(Work instructions): Each line from the opening of the records that follow to the line with "a filesystem path." needs to be written out exactly. Add nothing.

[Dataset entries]
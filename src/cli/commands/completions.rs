//! Shell completions generation.

use clap::CommandFactory;

use crate::cli::args::{Cli, CompletionsArgs};
use crate::error::Result;

use super::CommandResult;

pub fn execute(args: &CompletionsArgs) -> Result<CommandResult> {
    let mut cmd = Cli::command();
    clap_complete::generate(args.shell, &mut cmd, "oaslint", &mut std::io::stdout());
    Ok(CommandResult::success())
}

#[cfg(test)]
mod tests {
    use super::*;
    use clap_complete::Shell;

    #[test]
    fn generates_bash_completions() {
        let mut cmd = Cli::command();
        let mut buf = Vec::new();
        clap_complete::generate(Shell::Bash, &mut cmd, "oaslint", &mut buf);
        let output = String::from_utf8(buf).unwrap();
        assert!(output.contains("oaslint"));
        assert!(output.contains("complete"));
    }

    #[test]
    fn generates_zsh_completions() {
        let mut cmd = Cli::command();
        let mut buf = Vec::new();
        clap_complete::generate(Shell::Zsh, &mut cmd, "oaslint", &mut buf);
        assert!(String::from_utf8(buf).unwrap().contains("oaslint"));
    }
}
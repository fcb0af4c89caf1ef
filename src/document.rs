//! Documents and their identity.
//!
//! A [`Document`] pairs a positional tree with the canonical location it was
//! loaded from and the format version it declares. Multiple documents coexist
//! across reference boundaries; [`DocumentId`] keeps "defined in this
//! document" distinguishable from "defined externally" no matter how a node
//! was reached.

use std::cell::{Ref, RefCell, RefMut};
use std::path::{Component, Path, PathBuf};

use crate::error::Result;
use crate::tree::{load, NodeId, YamlTree};

/// Identity of a document within one lint invocation.
#[derive(Debug, Clone, Copy, PartialEq, Eq, Hash, PartialOrd, Ord)]
pub struct DocumentId(pub(crate) usize);

impl DocumentId {
    pub fn index(&self) -> usize {
        self.0
    }
}

/// Canonical location of a document: a filesystem path or a remote URL.
#[derive(Debug, Clone, PartialEq, Eq, Hash)]
pub enum DocumentLocation {
    Local(PathBuf),
    Remote(String),
}

impl DocumentLocation {
    /// Classify a location string. `http://` and `https://` are remote,
    /// everything else is a filesystem path.
    pub fn parse(location: &str) -> Self {
        if location.starts_with("http://") || location.starts_with("https://") {
            Self::Remote(location.to_string())
        } else {
            Self::Local(normalize_path(Path::new(location)))
        }
    }

    pub fn local(path: impl Into<PathBuf>) -> Self {
        Self::Local(normalize_path(&path.into()))
    }

    pub fn remote(url: impl Into<String>) -> Self {
        Self::Remote(url.into())
    }

    pub fn is_remote(&self) -> bool {
        matches!(self, Self::Remote(_))
    }

    /// Canonical string form, used as the document cache key.
    pub fn canonical(&self) -> String {
        match self {
            Self::Local(path) => path.display().to_string(),
            Self::Remote(url) => url.clone(),
        }
    }

    /// Resolve a reference's location part against this origin.
    ///
    /// Absolute URLs pass through; everything else joins onto the origin's
    /// parent (URL path joining for remote origins, filesystem joining
    /// otherwise), so `./common.yml` and `../shared/types.yml` both land
    /// next to the referring document.
    pub fn join(&self, reference: &str) -> Self {
        if reference.starts_with("http://") || reference.starts_with("https://") {
            return Self::Remote(reference.to_string());
        }
        match self {
            Self::Local(path) => {
                let base = path.parent().unwrap_or_else(|| Path::new(""));
                Self::Local(normalize_path(&base.join(reference)))
            }
            Self::Remote(url) => Self::Remote(join_url(url, reference)),
        }
    }
}

impl std::fmt::Display for DocumentLocation {
    fn fmt(&self, f: &mut std::fmt::Formatter<'_>) -> std::fmt::Result {
        write!(f, "{}", self.canonical())
    }
}

fn normalize_path(path: &Path) -> PathBuf {
    let mut normalized = PathBuf::new();
    for component in path.components() {
        match component {
            Component::CurDir => {}
            Component::ParentDir => {
                if !normalized.pop() {
                    normalized.push("..");
                }
            }
            other => normalized.push(other.as_os_str()),
        }
    }
    normalized
}

fn join_url(base: &str, reference: &str) -> String {
    if let Some(rest) = reference.strip_prefix('/') {
        // root-relative: keep scheme://host
        if let Some(scheme_end) = base.find("://") {
            let after_scheme = &base[scheme_end + 3..];
            let host_end = after_scheme.find('/').unwrap_or(after_scheme.len());
            return format!("{}/{}", &base[..scheme_end + 3 + host_end], rest);
        }
        return format!("{}/{}", base.trim_end_matches('/'), rest);
    }
    let trimmed = base.rsplit_once('/').map(|(head, _)| head).unwrap_or(base);
    let mut segments: Vec<&str> = trimmed.split('/').collect();
    for segment in reference.split('/') {
        match segment {
            "." => {}
            ".." => {
                // never pop past scheme://host
                if segments.len() > 3 {
                    segments.pop();
                }
            }
            other => segments.push(other),
        }
    }
    segments.join("/")
}

/// Declared format version of a document.
#[derive(Debug, Clone, Copy, PartialEq, Eq, Hash)]
pub enum SpecVersion {
    /// Swagger 2.0.
    V2,
    /// OpenAPI 3.0.x.
    V30,
    /// OpenAPI 3.1.x.
    V31,
    Unknown,
}

impl SpecVersion {
    /// Read the declared version from a document root.
    pub fn detect(tree: &YamlTree) -> Self {
        let root = tree.root();
        if let Some(openapi) = tree.get_str(root, "openapi") {
            if openapi.starts_with("3.1") {
                return Self::V31;
            }
            if openapi.starts_with("3.0") {
                return Self::V30;
            }
            return Self::Unknown;
        }
        match tree.get_str(root, "swagger") {
            Some("2.0") => Self::V2,
            _ => Self::Unknown,
        }
    }

    pub fn as_str(&self) -> &'static str {
        match self {
            Self::V2 => "2.0",
            Self::V30 => "3.0",
            Self::V31 => "3.1",
            Self::Unknown => "unknown",
        }
    }
}

impl std::fmt::Display for SpecVersion {
    fn fmt(&self, f: &mut std::fmt::Formatter<'_>) -> std::fmt::Result {
        f.write_str(self.as_str())
    }
}

/// One parsed document: positional tree + canonical location + version.
///
/// The tree sits behind a `RefCell` so fixes can splice into it while index
/// entries keep addressing nodes by id and path.
#[derive(Debug)]
pub struct Document {
    id: DocumentId,
    location: DocumentLocation,
    version: SpecVersion,
    tree: RefCell<YamlTree>,
}

impl Document {
    pub(crate) fn new(id: DocumentId, location: DocumentLocation, tree: YamlTree) -> Self {
        let version = SpecVersion::detect(&tree);
        Self {
            id,
            location,
            version,
            tree: RefCell::new(tree),
        }
    }

    pub(crate) fn from_source(
        id: DocumentId,
        location: DocumentLocation,
        source: &str,
    ) -> Result<Self> {
        let tree = load::parse_at(&location.canonical(), source)?;
        Ok(Self::new(id, location, tree))
    }

    pub fn id(&self) -> DocumentId {
        self.id
    }

    pub fn location(&self) -> &DocumentLocation {
        &self.location
    }

    pub fn version(&self) -> SpecVersion {
        self.version
    }

    pub fn tree(&self) -> Ref<'_, YamlTree> {
        self.tree.borrow()
    }

    pub fn tree_mut(&self) -> RefMut<'_, YamlTree> {
        self.tree.borrow_mut()
    }

    pub fn root(&self) -> NodeId {
        self.tree().root()
    }
}

#[cfg(test)]
mod tests {
    use super::*;

    #[test]
    fn detects_openapi_30() {
        let tree = load::parse("openapi: 3.0.3\n").unwrap();
        assert_eq!(SpecVersion::detect(&tree), SpecVersion::V30);
    }

    #[test]
    fn detects_openapi_31() {
        let tree = load::parse("openapi: 3.1.0\n").unwrap();
        assert_eq!(SpecVersion::detect(&tree), SpecVersion::V31);
    }

    #[test]
    fn detects_swagger_2() {
        let tree = load::parse("swagger: \"2.0\"\n").unwrap();
        assert_eq!(SpecVersion::detect(&tree), SpecVersion::V2);
    }

    #[test]
    fn missing_version_is_unknown() {
        let tree = load::parse("info: {}\n").unwrap();
        assert_eq!(SpecVersion::detect(&tree), SpecVersion::Unknown);
    }

    #[test]
    fn location_parse_classifies_urls() {
        assert!(DocumentLocation::parse("https://example.com/api.yml").is_remote());
        assert!(!DocumentLocation::parse("specs/api.yml").is_remote());
    }

    #[test]
    fn local_join_is_relative_to_parent() {
        let origin = DocumentLocation::local("specs/api.yml");
        let joined = origin.join("common/types.yml");
        assert_eq!(joined.canonical(), "specs/common/types.yml");
    }

    #[test]
    fn local_join_normalizes_dotdot() {
        let origin = DocumentLocation::local("specs/v1/api.yml");
        let joined = origin.join("../shared.yml");
        assert_eq!(joined.canonical(), "specs/shared.yml");
    }

    #[test]
    fn remote_join_replaces_last_segment() {
        let origin = DocumentLocation::remote("https://example.com/specs/api.yml");
        let joined = origin.join("types.yml");
        assert_eq!(joined.canonical(), "https://example.com/specs/types.yml");
    }

    #[test]
    fn remote_join_handles_parent_segments() {
        let origin = DocumentLocation::remote("https://example.com/specs/v1/api.yml");
        let joined = origin.join("../shared/types.yml");
        assert_eq!(
            joined.canonical(),
            "https://example.com/specs/shared/types.yml"
        );
    }

    #[test]
    fn absolute_url_reference_passes_through() {
        let origin = DocumentLocation::local("api.yml");
        let joined = origin.join("https://example.com/ext.yml");
        assert_eq!(joined.canonical(), "https://example.com/ext.yml");
    }

    #[test]
    fn document_exposes_version_and_location() {
        let doc = Document::from_source(
            DocumentId(0),
            DocumentLocation::local("api.yml"),
            "openapi: 3.0.0\npaths: {}\n",
        )
        .unwrap();
        assert_eq!(doc.version(), SpecVersion::V30);
        assert_eq!(doc.location().canonical(), "api.yml");
    }
}
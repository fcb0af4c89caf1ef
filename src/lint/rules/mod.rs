//! Built-in rules, grouped by category.

mod security;
mod semantics;
mod style;

use crate::document::DocumentId;
use crate::index::{Index, IndexedNode};
use crate::lint::rule::Rule;

/// Every built-in rule, one instance each.
pub fn builtin_rules() -> Vec<Box<dyn Rule>> {
    let mut rules: Vec<Box<dyn Rule>> = Vec::new();
    rules.extend(style::rules());
    rules.extend(semantics::rules());
    rules.extend(security::rules());
    rules
}

/// Entries that live in the linted document itself. External documents are
/// walked for reachability but only the primary document gets diagnostics.
fn primary<'a, T>(
    index: &'a Index,
    entries: &'a [IndexedNode<T>],
) -> impl Iterator<Item = &'a IndexedNode<T>> {
    let document: DocumentId = index.document;
    entries
        .iter()
        .filter(move |entry| entry.location.document == document)
}

#[cfg(test)]
pub(crate) mod testing {
    use std::rc::Rc;

    use crate::config::LintConfig;
    use crate::document::{Document, DocumentLocation};
    use crate::index::{Index, IndexOptions};
    use crate::lint::diagnostic::Diagnostic;
    use crate::lint::rule::Rule;
    use crate::resolver::testing::resolver_with;

    pub(crate) fn document_and_index(source: &str) -> (Rc<Document>, Index) {
        let resolver = resolver_with(&[]);
        let doc = resolver
            .register(DocumentLocation::local("api.yml"), source)
            .unwrap();
        let index = Index::build(&doc, &resolver, &IndexOptions::default());
        (doc, index)
    }

    pub(crate) fn run_rule(rule: &dyn Rule, source: &str) -> Vec<Diagnostic> {
        let (doc, index) = document_and_index(source);
        rule.run(&doc, &index, &LintConfig::default())
    }
}
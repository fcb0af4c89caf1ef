//! Rules listing command.

use serde::Serialize;

use crate::cli::args::{FormatArg, RulesArgs};
use crate::error::Result;
use crate::lint::rule::Severity;
use crate::lint::RuleRegistry;

use super::CommandResult;

#[derive(Serialize)]
struct RuleListing {
    id: String,
    category: String,
    severity: Severity,
    description: &'static str,
    #[serde(skip_serializing_if = "Option::is_none")]
    versions: Option<Vec<&'static str>>,
}

pub fn execute(args: &RulesArgs) -> Result<CommandResult> {
    let registry = RuleRegistry::with_builtins();
    match args.format {
        FormatArg::Json => {
            let listings: Vec<_> = registry
                .iter()
                .map(|rule| RuleListing {
                    id: rule.id().to_string(),
                    category: rule.category().to_string(),
                    severity: rule.default_severity(),
                    description: rule.description(),
                    versions: rule
                        .versions()
                        .map(|versions| versions.iter().map(|v| v.as_str()).collect()),
                })
                .collect();
            let rendered =
                serde_json::to_string_pretty(&listings).map_err(anyhow::Error::from)?;
            println!("{rendered}");
        }
        _ => {
            for rule in registry.iter() {
                println!(
                    "{:<42} {:<8} {}",
                    rule.id().to_string(),
                    rule.default_severity().to_string(),
                    rule.description()
                );
            }
        }
    }
    Ok(CommandResult::success())
}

(Exercise result):
filename src/cli/commands/completions.rs
//! Shell completions generation.

use clap::CommandFactory;

use crate::cli::args::{Cli, CompletionsArgs};
use crate::error::Result;

use super::CommandResult;

pub fn execute(args: &CompletionsArgs) -> Result<CommandResult> {
    let mut cmd = Cli::command();
    clap_complete::generate(args.shell, &mut cmd, "oaslint", &mut std::io::stdout());
    Ok(CommandResult::success())
}

#[cfg(test)]
mod tests {
    use super::*;
    use clap_complete::Shell;

    #[test]
    fn generates_bash_completions() {
        let mut cmd = Cli::command();
        let mut buf = Vec::new();
        clap_complete::generate(Shell::Bash, &mut cmd, "oaslint", &mut buf);
        let output = String::from_utf8(buf).unwrap();
        assert!(output.contains("oaslint"));
        assert!(output.contains("complete"));
    }

    #[test]
    fn generates_zsh_completions() {
        let mut cmd = Cli::command();
        let mut buf = Vec::new();
        clap_complete::generate(Shell::Zsh, &mut cmd, "oaslint", &mut buf);
        assert!(String::from_utf8(buf).unwrap().contains("oaslint"));
    }
}
repository fcb0af4c89caf1ef
filename src/document.rs
//! Documents and their identity.
//!
//! A [`Document`] pairs a positional tree with the canonical location it was
//! loaded from and the format version it declares. Multiple documents coexist
//! across reference boundaries; [`DocumentId`] keeps "defined in this
//! document" distinguishable from "defined externally" no matter how a node
//! was reached.

use std::cell::{Ref, RefCell, RefMut};
use std::path::{Component, Path, PathBuf};

use crate::error::Result;
use crate::tree::{load, NodeId, YamlTree};

/// Identity of a document within one lint invocation.
#[derive(Debug, Clone, Copy, PartialEq, Eq, Hash, PartialOrd, Ord)]
pub struct DocumentId(pub(crate) usize);

impl DocumentId {
    pub fn index(&self) -> usize {
        self.0
    }
}

/// Canonical location of a document: a filesystem path or a remote URL.
#[derive(Debug, Clone, PartialEq, Eq, Hash)]
pub enum DocumentLocation {
    Local(PathBuf),
    Remote(String),
}

impl DocumentLocation {
    /// Classify a location string. `http://` and `https://` are remote,
    /// everything else is a filesystem path.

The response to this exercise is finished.